The Vaisala continuous monitoring system eases compliance with guidelines with industry-leading data loggers and instrumentation that provide NIST-traceable, gap-free, and protected data records for compliance with GMP.
Stability Chamber Monitoring Sensors
Even small levels of contamination can cause all sensors to drift in calibration over time and humidity sensors are no exception. This drift may occur too slowly to be detected but can still outpace most calibration cycles.
As drift occurs, control loops continue to be governed by sensor inputs, so it’s possible that everything may appear to be in control and within specification when actual conditions are different.
Adding one or more extra sensors reduces the risk of undetected sensor drift, offsetting risks to product safety and efficacy. Providing extra sensors creates some redundancy in the system and also provides better total area monitoring.
Independent monitoring sensors need to be highly accurate, stable, and suitable for the intended conditions (e.g. 40°C / 75% humidity).
Any sensor used should be capable of being calibrated to ICH guidelines with a NIST traceability and a multi-point calibration. Ideally, sensors should also be able to generate alerts across a range of user-set thresholds.
Vaisala makes it easier to set up comprehensive networks of sensors with wireless connection options, easy connectivity to existing networks, remote access, and scalability up to thousands of monitored locations.
Re-qualification of stability chambers
To comply with regulatory standards, stability chambers need to be formally qualified (validated) and re-qualified for accuracy at prescribed intervals.
While only one sensor is usually needed for routine monitoring, several sensors are used when performing the mapping studies for the chambers during the qualification testing. For chambers up to two cubic metres in volume, for example, nine additional sensors will be needed to assess variations. During re-qualification studies, fewer sensors may be required, depending on the risk profile of the processes. Re-qualification must be performed at least once every three years and more frequently with higher risk profiles.

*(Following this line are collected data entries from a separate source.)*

use std::fmt;

use serde::{Deserialize, Serialize};

use crate::config::MessagesSection;
use crate::extractor::{ExtractionError, ExtractionResult};
use crate::fallback::Harvest;
use crate::format::{derive_video_id, format_count, format_duration};
use crate::primary::RawPost;

#[derive(Debug, Clone, Copy, PartialEq, Eq, Hash, Serialize, Deserialize)]
#[serde(rename_all = "lowercase")]
pub enum Method {
    Primary,
    Fallback,
}

impl fmt::Display for Method {
    fn fmt(&self, f: &mut fmt::Formatter<'_>) -> fmt::Result {
        match self {
            Self::Primary => write!(f, "primary"),
            Self::Fallback => write!(f, "fallback"),
        }
    }
}

/// Canonical media fields as produced by an extractor, before the
/// orchestrator tags them with a [`Method`].
#[derive(Debug, Clone, PartialEq, Serialize, Deserialize)]
#[serde(rename_all = "camelCase")]
pub struct MediaDraft {
    pub video_id: String,
    pub title: String,
    pub author: String,
    pub author_username: String,
    pub thumbnail_url: Option<String>,
    pub duration_label: String,
    pub views_label: String,
    pub likes_label: String,
    pub comments_label: String,
    pub shares_label: String,
    pub video_url: String,
    pub audio_url: Option<String>,
    pub music_title: String,
}

impl MediaDraft {
    /// Draft with every optional field at its placeholder value.
    pub fn new(
        video_id: impl Into<String>,
        video_url: impl Into<String>,
        messages: &MessagesSection,
    ) -> Self {
        Self {
            video_id: video_id.into(),
            title: messages.default_title.clone(),
            author: messages.unknown_author.clone(),
            author_username: String::new(),
            thumbnail_url: None,
            duration_label: messages.unknown_duration.clone(),
            views_label: "0".into(),
            likes_label: "0".into(),
            comments_label: "0".into(),
            shares_label: "0".into(),
            video_url: video_url.into(),
            audio_url: None,
            music_title: messages.original_sound.clone(),
        }
    }

    /// Attaches the producing strategy. Returns `None` when the draft has no
    /// video URL, which is never a valid result.
    pub fn into_result(self, method: Method) -> Option<MediaResult> {
        if self.video_url.trim().is_empty() || self.video_id.is_empty() {
            return None;
        }
        Some(MediaResult {
            media: self,
            method,
        })
    }
}

#[derive(Debug, Clone, PartialEq, Serialize, Deserialize)]
pub struct MediaResult {
    #[serde(flatten)]
    pub media: MediaDraft,
    pub method: Method,
}

/// Maps strategy-specific payloads onto [`MediaDraft`].
#[derive(Debug, Clone)]
pub struct Normalizer {
    messages: MessagesSection,
}

impl Normalizer {
    pub fn new(messages: MessagesSection) -> Self {
        Self { messages }
    }

    pub fn messages(&self) -> &MessagesSection {
        &self.messages
    }

    pub fn from_post(&self, page_url: &str, post: RawPost) -> ExtractionResult<MediaDraft> {
        let video_url = post
            .video
            .as_ref()
            .and_then(|video| video.select())
            .ok_or(ExtractionError::NoVideoInPayload)?;

        let video_id = non_empty(post.id.clone()).unwrap_or_else(|| derive_video_id(page_url));
        let mut draft = MediaDraft::new(video_id, video_url, &self.messages);

        if let Some(title) = non_empty(post.title.clone()).or_else(|| non_empty(post.desc.clone()))
        {
            draft.title = title;
        }

        let nickname = post.author.as_ref().and_then(|a| non_empty(a.nickname.clone()));
        let unique_id = post.author.as_ref().and_then(|a| non_empty(a.unique_id.clone()));
        if let Some(author) = nickname.or_else(|| unique_id.clone()) {
            draft.author = author;
        }
        draft.author_username = unique_id.unwrap_or_default();

        draft.thumbnail_url = [&post.cover, &post.dynamic_cover, &post.origin_cover]
            .into_iter()
            .find_map(|field| field.as_ref().and_then(|value| value.first()));

        if let Some(seconds) = post.duration.filter(|s| *s > 0.0) {
            draft.duration_label = format_duration(seconds);
        }
        draft.views_label = count_label(post.play_count);
        draft.likes_label = count_label(post.digg_count);
        draft.comments_label = count_label(post.comment_count);
        draft.shares_label = count_label(post.share_count);

        draft.audio_url = post.music_url().or_else(|| {
            post.music_info
                .as_ref()
                .and_then(|info| non_empty(info.play_url.clone()))
        });
        if let Some(title) = post
            .music_info
            .as_ref()
            .and_then(|info| non_empty(info.title.clone()))
        {
            draft.music_title = title;
        }

        Ok(draft)
    }

    pub fn from_harvest(&self, page_url: &str, harvest: Harvest) -> ExtractionResult<MediaDraft> {
        let video_url = harvest.video_url.ok_or(ExtractionError::NoVideoFound)?;
        let mut draft = MediaDraft::new(derive_video_id(page_url), video_url, &self.messages);
        if let Some(title) = non_empty(Some(harvest.title)) {
            draft.title = title;
        }
        match non_empty(Some(harvest.author)) {
            Some(author) => {
                draft.author_username = author.clone();
                draft.author = author;
            }
            None => draft.author = self.messages.fallback_author.clone(),
        }
        draft.thumbnail_url = non_empty(Some(harvest.thumbnail));
        draft.audio_url = harvest.audio_url;
        Ok(draft)
    }
}

fn count_label(value: Option<u64>) -> String {
    value.map(format_count).unwrap_or_else(|| "0".to_string())
}

fn non_empty(value: Option<String>) -> Option<String> {
    value
        .map(|s| s.trim().to_string())
        .filter(|s| !s.is_empty())
}
//! HTTP surface: service banner, health/status, and the download endpoint.

use std::future::Future;
use std::io;
use std::net::SocketAddr;
use std::sync::Arc;
use std::time::Instant;

use axum::extract::rejection::JsonRejection;
use axum::extract::State;
use axum::http::StatusCode;
use axum::response::{IntoResponse, Response};
use axum::routing::{get, post};
use axum::{Json, Router};
use serde::{Deserialize, Serialize};
use serde_json::json;
use thiserror::Error;
use tokio::net::TcpListener;
use tower_http::cors::CorsLayer;
use tower_http::trace::TraceLayer;
use tracing::{info, warn};

use crate::config::{MessagesSection, TokfetchConfig};
use crate::media::MediaResult;
use crate::orchestrator::{BuildError, Orchestrator, OrchestratorError};
use crate::stats::{StatsCounters, StatsRegistry};

pub const VERSION: &str = env!("CARGO_PKG_VERSION");

#[derive(Clone)]
pub struct AppState {
    orchestrator: Arc<Orchestrator>,
    stats: Arc<StatsRegistry>,
    messages: Arc<MessagesSection>,
    started_at: Instant,
}

impl AppState {
    pub fn new(orchestrator: Arc<Orchestrator>, messages: MessagesSection) -> Self {
        let stats = Arc::clone(orchestrator.stats());
        Self {
            orchestrator,
            stats,
            messages: Arc::new(messages),
            started_at: Instant::now(),
        }
    }
}

#[derive(Debug, Clone, Serialize, Deserialize)]
pub struct ServiceInfo {
    pub message: String,
    pub status: String,
    pub version: String,
    pub methods: MethodInfo,
    pub stats: StatsCounters,
    pub endpoints: EndpointInfo,
}

#[derive(Debug, Clone, Serialize, Deserialize)]
pub struct MethodInfo {
    pub primary: String,
    pub fallback: String,
}

#[derive(Debug, Clone, Serialize, Deserialize)]
pub struct EndpointInfo {
    pub download: String,
    pub status: String,
}

#[derive(Debug, Clone, Serialize, Deserialize)]
#[serde(rename_all = "camelCase")]
pub struct StatusReport {
    pub status: String,
    pub uptime_seconds: u64,
    pub stats: StatsCounters,
}

#[derive(Debug, Default, Deserialize)]
struct DownloadRequest {
    #[serde(default)]
    url: Option<String>,
}

#[derive(Debug)]
struct ApiError {
    status: StatusCode,
    error: String,
    message: Option<String>,
}

impl ApiError {
    fn bad_request(error: impl Into<String>) -> Self {
        Self {
            status: StatusCode::BAD_REQUEST,
            error: error.into(),
            message: None,
        }
    }

    fn internal(error: impl Into<String>, message: impl Into<String>) -> Self {
        Self {
            status: StatusCode::INTERNAL_SERVER_ERROR,
            error: error.into(),
            message: Some(message.into()),
        }
    }
}

impl IntoResponse for ApiError {
    fn into_response(self) -> Response {
        let body = match self.message {
            Some(message) => json!({ "error": self.error, "message": message }),
            None => json!({ "error": self.error }),
        };
        (self.status, Json(body)).into_response()
    }
}

type ApiResult<T> = Result<T, ApiError>;

pub fn router(state: AppState) -> Router {
    Router::new()
        .route("/", get(service_info))
        .route("/api/status", get(status))
        .route("/api/download", post(download))
        .layer(TraceLayer::new_for_http())
        .layer(CorsLayer::permissive())
        .with_state(state)
}

async fn service_info(State(state): State<AppState>) -> Json<ServiceInfo> {
    Json(ServiceInfo {
        message: "tokfetch server is running".into(),
        status: "running".into(),
        version: VERSION.into(),
        methods: MethodInfo {
            primary: "structured extraction".into(),
            fallback: "headless browser".into(),
        },
        stats: state.stats.snapshot(),
        endpoints: EndpointInfo {
            download: "POST /api/download".into(),
            status: "GET /api/status".into(),
        },
    })
}

async fn status(State(state): State<AppState>) -> Json<StatusReport> {
    Json(StatusReport {
        status: "online".into(),
        uptime_seconds: state.started_at.elapsed().as_secs(),
        stats: state.stats.snapshot(),
    })
}

async fn download(
    State(state): State<AppState>,
    payload: Result<Json<DownloadRequest>, JsonRejection>,
) -> ApiResult<Json<MediaResult>> {
    let request = match payload {
        Ok(Json(request)) => request,
        Err(rejection) => {
            warn!(error = %rejection.body_text(), "rejected download request body");
            return Err(ApiError::bad_request(state.messages.missing_url.clone()));
        }
    };
    let url = request.url.unwrap_or_default();
    info!(url = %url, "download requested");

    match state.orchestrator.download(&url).await {
        Ok(result) => Ok(Json(result)),
        Err(OrchestratorError::Validation(err)) => Err(ApiError::bad_request(err.to_string())),
        Err(OrchestratorError::Download(err)) => Err(ApiError::internal(
            state.messages.processing_failed.clone(),
            err.message,
        )),
    }
}

#[derive(Debug, Error)]
pub enum ServeError {
    #[error(transparent)]
    Build(#[from] BuildError),
    #[error("invalid listen address {0}")]
    Address(String),
    #[error("failed to bind {addr}: {source}")]
    Bind { addr: SocketAddr, source: io::Error },
    #[error("server error: {0}")]
    Io(#[from] io::Error),
}

/// Builds the extraction pipeline from `config` and serves until `shutdown`
/// resolves.
pub async fn serve<F>(config: &TokfetchConfig, shutdown: F) -> Result<(), ServeError>
where
    F: Future<Output = ()> + Send + 'static,
{
    let raw_addr = format!("{}:{}", config.server.host, config.server.port);
    let addr: SocketAddr = raw_addr
        .parse()
        .map_err(|_| ServeError::Address(raw_addr.clone()))?;

    let stats = Arc::new(StatsRegistry::new());
    let orchestrator = Arc::new(Orchestrator::from_config(config, stats)?);
    let app = router(AppState::new(orchestrator, config.messages.clone()));

    let listener = TcpListener::bind(addr)
        .await
        .map_err(|source| ServeError::Bind { addr, source })?;
    info!(%addr, version = VERSION, "tokfetch server listening");

    axum::serve(listener, app)
        .with_graceful_shutdown(shutdown)
        .await?;
    info!("tokfetch server stopped");
    Ok(())
}

/// Resolves on Ctrl-C.
pub async fn shutdown_signal() {
    if let Err(err) = tokio::signal::ctrl_c().await {
        warn!(error = %err, "failed to install Ctrl-C handler");
    }
}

Sensors and systems may need to be re-calibrated every six months or more often, depending on how demanding internal laboratory criteria are. Essentially, stability chamber re-validation intervals should be determined by process experts, based on risk tolerance, internal quality guidelines, audit history and, critically, the sensitivity of processes.
Decisions on re-calibration and revalidation timings are also shaped by the overall stability of the system. Where data indicates the systems used for stability testing are very stable, longer remapping frequencies are acceptable.
The whole stability chamber forms an integrated system in which variations in one component can affect related systems. Over time, the whole system is subject to variation as fabric and systems wear or degrade.
Chamber mapping and monitoring
Thus to some extent the whole environmental uniformity of the stability chamber is an uncertain variable. This means that simple humidity alarm limits dictated by ICH guidelines of ±5%RH might be insufficiently reactive.
Vaisala’s monitoring systems allow more statistical techniques, like guard-banding, to be used in setting process limit alerts.
However, when remapping, it is rarely necessary to start again from scratch. Where overall temperature distribution is a “known”, the real goal of requalification is to prove that distribution and uniformity have not significantly changed. It is possible to use a reduced ‘core set’ of sensors for the remap, with annual assessment of monitoring data to evaluate changes in chamber performance.
Vaisala’s fast and easy installation qualification /operational qualification (IQOQ) and validation plus on-site installation services ease the calibration and qualification burden and also aid smooth start-up and higher productivity.
Vaisala’s wide range of hand-held humidity and temperature meters is highly useful for spot-checking and on-site transmitter calibrations.